> _Information given_:

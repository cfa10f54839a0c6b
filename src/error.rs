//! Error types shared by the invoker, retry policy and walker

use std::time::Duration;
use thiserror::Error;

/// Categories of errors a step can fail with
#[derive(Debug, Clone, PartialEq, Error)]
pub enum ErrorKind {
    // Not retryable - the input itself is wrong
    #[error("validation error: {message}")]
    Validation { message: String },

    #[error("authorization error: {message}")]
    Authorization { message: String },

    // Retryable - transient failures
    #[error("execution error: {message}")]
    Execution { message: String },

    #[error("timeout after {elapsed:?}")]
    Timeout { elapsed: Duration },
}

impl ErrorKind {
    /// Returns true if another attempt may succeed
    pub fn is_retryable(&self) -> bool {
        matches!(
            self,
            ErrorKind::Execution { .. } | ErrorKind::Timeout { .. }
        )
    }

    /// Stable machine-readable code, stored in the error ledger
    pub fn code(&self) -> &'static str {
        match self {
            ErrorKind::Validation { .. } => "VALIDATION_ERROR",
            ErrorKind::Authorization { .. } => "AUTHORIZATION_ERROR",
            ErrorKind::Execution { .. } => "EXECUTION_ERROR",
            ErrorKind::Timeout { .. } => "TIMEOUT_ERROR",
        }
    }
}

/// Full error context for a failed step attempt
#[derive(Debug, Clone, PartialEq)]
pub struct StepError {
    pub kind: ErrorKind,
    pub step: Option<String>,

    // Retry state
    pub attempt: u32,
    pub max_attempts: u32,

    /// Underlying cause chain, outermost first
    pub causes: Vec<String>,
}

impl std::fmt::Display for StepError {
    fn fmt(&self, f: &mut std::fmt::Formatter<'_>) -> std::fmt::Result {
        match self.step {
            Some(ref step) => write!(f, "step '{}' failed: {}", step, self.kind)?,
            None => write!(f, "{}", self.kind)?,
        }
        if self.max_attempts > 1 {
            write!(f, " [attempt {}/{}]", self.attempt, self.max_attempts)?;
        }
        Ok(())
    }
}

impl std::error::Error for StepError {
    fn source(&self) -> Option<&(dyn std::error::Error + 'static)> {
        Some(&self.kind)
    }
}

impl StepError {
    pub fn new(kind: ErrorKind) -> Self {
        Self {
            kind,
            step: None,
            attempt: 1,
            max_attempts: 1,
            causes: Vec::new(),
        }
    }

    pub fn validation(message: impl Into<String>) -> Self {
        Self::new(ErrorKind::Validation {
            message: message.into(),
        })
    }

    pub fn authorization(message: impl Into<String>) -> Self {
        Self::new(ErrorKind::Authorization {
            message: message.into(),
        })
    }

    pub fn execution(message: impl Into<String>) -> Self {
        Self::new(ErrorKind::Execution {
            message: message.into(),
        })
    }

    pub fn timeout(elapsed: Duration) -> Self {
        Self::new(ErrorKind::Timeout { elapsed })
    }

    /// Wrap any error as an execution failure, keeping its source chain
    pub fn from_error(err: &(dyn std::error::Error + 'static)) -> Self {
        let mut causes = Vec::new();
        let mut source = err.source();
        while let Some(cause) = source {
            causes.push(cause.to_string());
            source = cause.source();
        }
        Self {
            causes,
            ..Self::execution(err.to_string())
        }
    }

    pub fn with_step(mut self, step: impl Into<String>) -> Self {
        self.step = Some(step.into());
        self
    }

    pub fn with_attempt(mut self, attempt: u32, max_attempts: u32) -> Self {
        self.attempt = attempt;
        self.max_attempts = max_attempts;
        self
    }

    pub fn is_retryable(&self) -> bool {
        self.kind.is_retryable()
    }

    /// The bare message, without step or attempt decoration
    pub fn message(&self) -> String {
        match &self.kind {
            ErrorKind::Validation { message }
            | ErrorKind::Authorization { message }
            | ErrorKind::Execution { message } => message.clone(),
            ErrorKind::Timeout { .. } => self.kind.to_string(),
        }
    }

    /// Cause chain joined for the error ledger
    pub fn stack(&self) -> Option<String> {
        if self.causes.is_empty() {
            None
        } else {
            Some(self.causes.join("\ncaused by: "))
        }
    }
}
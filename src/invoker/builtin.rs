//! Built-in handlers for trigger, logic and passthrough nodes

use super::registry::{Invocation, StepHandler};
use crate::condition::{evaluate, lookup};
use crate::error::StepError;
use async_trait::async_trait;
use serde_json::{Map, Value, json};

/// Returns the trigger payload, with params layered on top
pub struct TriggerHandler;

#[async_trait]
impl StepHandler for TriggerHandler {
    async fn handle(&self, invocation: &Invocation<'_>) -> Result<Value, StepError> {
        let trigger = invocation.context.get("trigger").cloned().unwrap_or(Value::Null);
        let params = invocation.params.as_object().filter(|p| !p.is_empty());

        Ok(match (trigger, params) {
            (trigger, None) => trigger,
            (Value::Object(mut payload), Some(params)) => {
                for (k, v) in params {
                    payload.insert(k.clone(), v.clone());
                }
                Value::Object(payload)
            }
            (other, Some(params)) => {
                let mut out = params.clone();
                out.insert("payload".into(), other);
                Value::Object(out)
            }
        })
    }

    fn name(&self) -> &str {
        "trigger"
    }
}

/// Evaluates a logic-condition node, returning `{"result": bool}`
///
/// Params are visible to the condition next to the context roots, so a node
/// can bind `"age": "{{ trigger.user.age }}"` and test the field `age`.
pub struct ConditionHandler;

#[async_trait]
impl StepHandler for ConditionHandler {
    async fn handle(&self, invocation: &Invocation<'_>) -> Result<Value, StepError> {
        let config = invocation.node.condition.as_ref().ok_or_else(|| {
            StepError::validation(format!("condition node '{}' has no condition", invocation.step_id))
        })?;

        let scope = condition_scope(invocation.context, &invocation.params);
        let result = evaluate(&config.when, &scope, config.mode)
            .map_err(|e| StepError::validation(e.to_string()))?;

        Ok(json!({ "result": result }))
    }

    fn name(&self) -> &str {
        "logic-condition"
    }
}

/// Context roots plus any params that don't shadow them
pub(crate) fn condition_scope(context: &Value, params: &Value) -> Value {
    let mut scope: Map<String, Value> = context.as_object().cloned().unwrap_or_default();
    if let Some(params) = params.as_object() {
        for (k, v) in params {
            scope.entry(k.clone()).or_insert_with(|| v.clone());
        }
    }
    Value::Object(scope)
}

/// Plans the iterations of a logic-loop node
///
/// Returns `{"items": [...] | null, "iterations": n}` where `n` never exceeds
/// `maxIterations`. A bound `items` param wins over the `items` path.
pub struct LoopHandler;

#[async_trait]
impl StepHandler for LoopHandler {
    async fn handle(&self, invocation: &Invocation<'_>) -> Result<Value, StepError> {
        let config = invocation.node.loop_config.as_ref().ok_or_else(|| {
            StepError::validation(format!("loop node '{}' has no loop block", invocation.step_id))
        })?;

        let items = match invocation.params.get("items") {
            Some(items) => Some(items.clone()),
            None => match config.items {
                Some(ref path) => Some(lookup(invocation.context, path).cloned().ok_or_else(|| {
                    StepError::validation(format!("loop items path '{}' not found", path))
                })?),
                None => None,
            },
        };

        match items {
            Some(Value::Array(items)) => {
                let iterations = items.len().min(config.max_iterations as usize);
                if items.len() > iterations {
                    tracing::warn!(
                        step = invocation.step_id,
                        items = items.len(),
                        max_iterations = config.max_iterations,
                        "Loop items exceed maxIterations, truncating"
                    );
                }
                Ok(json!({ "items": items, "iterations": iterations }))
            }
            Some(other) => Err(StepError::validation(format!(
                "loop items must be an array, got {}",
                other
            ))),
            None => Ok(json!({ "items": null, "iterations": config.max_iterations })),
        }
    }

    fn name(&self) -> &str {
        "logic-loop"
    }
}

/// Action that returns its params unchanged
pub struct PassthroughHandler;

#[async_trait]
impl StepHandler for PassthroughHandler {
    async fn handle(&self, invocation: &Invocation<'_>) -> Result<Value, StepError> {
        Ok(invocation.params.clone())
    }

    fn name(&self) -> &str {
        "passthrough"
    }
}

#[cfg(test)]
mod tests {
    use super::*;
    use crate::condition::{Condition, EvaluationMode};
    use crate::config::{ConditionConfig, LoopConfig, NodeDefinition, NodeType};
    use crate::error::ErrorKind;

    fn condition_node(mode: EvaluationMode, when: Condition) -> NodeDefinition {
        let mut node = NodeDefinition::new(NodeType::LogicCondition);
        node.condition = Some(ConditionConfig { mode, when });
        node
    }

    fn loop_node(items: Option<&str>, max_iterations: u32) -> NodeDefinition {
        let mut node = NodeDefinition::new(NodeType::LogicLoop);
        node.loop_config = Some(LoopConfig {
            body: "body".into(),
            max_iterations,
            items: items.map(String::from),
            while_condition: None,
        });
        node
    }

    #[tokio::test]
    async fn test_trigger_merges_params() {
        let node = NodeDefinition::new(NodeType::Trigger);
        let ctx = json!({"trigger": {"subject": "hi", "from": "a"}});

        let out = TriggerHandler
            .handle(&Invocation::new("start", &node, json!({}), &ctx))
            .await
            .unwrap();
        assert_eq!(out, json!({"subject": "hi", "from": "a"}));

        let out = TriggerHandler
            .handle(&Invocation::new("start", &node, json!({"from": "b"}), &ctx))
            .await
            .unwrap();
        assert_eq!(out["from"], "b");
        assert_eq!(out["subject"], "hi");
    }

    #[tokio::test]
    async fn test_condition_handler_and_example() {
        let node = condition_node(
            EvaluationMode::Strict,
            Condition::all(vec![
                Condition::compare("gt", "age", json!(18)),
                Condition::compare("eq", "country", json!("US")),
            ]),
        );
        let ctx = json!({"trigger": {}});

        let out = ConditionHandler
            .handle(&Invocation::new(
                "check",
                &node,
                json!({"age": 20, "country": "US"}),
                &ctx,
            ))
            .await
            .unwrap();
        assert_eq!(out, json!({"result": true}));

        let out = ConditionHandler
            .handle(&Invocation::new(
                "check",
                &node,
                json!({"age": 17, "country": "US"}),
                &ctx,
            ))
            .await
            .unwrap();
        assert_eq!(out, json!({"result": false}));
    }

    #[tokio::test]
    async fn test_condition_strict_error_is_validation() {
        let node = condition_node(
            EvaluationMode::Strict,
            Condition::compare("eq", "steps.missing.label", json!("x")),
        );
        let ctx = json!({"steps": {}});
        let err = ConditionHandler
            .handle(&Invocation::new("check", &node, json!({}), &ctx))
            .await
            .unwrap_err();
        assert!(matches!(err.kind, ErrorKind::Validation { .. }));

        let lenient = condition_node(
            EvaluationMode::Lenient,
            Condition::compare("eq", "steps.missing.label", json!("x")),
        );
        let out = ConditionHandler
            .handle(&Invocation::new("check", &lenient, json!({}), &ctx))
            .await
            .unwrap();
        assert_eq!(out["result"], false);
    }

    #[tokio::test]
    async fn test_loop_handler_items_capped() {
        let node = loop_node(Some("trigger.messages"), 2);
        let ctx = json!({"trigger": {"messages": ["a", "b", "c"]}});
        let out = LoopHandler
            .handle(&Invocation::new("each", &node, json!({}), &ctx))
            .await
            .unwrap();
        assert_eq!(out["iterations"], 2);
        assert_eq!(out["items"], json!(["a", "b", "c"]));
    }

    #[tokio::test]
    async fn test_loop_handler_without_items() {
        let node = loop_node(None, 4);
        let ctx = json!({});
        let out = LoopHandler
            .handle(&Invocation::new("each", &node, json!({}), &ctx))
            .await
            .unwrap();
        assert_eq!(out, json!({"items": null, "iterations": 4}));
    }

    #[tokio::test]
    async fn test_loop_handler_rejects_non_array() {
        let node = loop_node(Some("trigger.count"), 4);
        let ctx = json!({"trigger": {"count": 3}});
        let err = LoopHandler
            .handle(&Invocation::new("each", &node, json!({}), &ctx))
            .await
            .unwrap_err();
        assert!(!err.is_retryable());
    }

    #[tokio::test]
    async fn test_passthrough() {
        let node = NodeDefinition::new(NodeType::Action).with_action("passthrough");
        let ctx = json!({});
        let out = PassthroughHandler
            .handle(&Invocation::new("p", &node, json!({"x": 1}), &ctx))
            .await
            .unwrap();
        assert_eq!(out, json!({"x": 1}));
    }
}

> _What is required_: Among the entries above, how many lines contain the string "when"? Only the number should be given.

> _Exercise response_: 3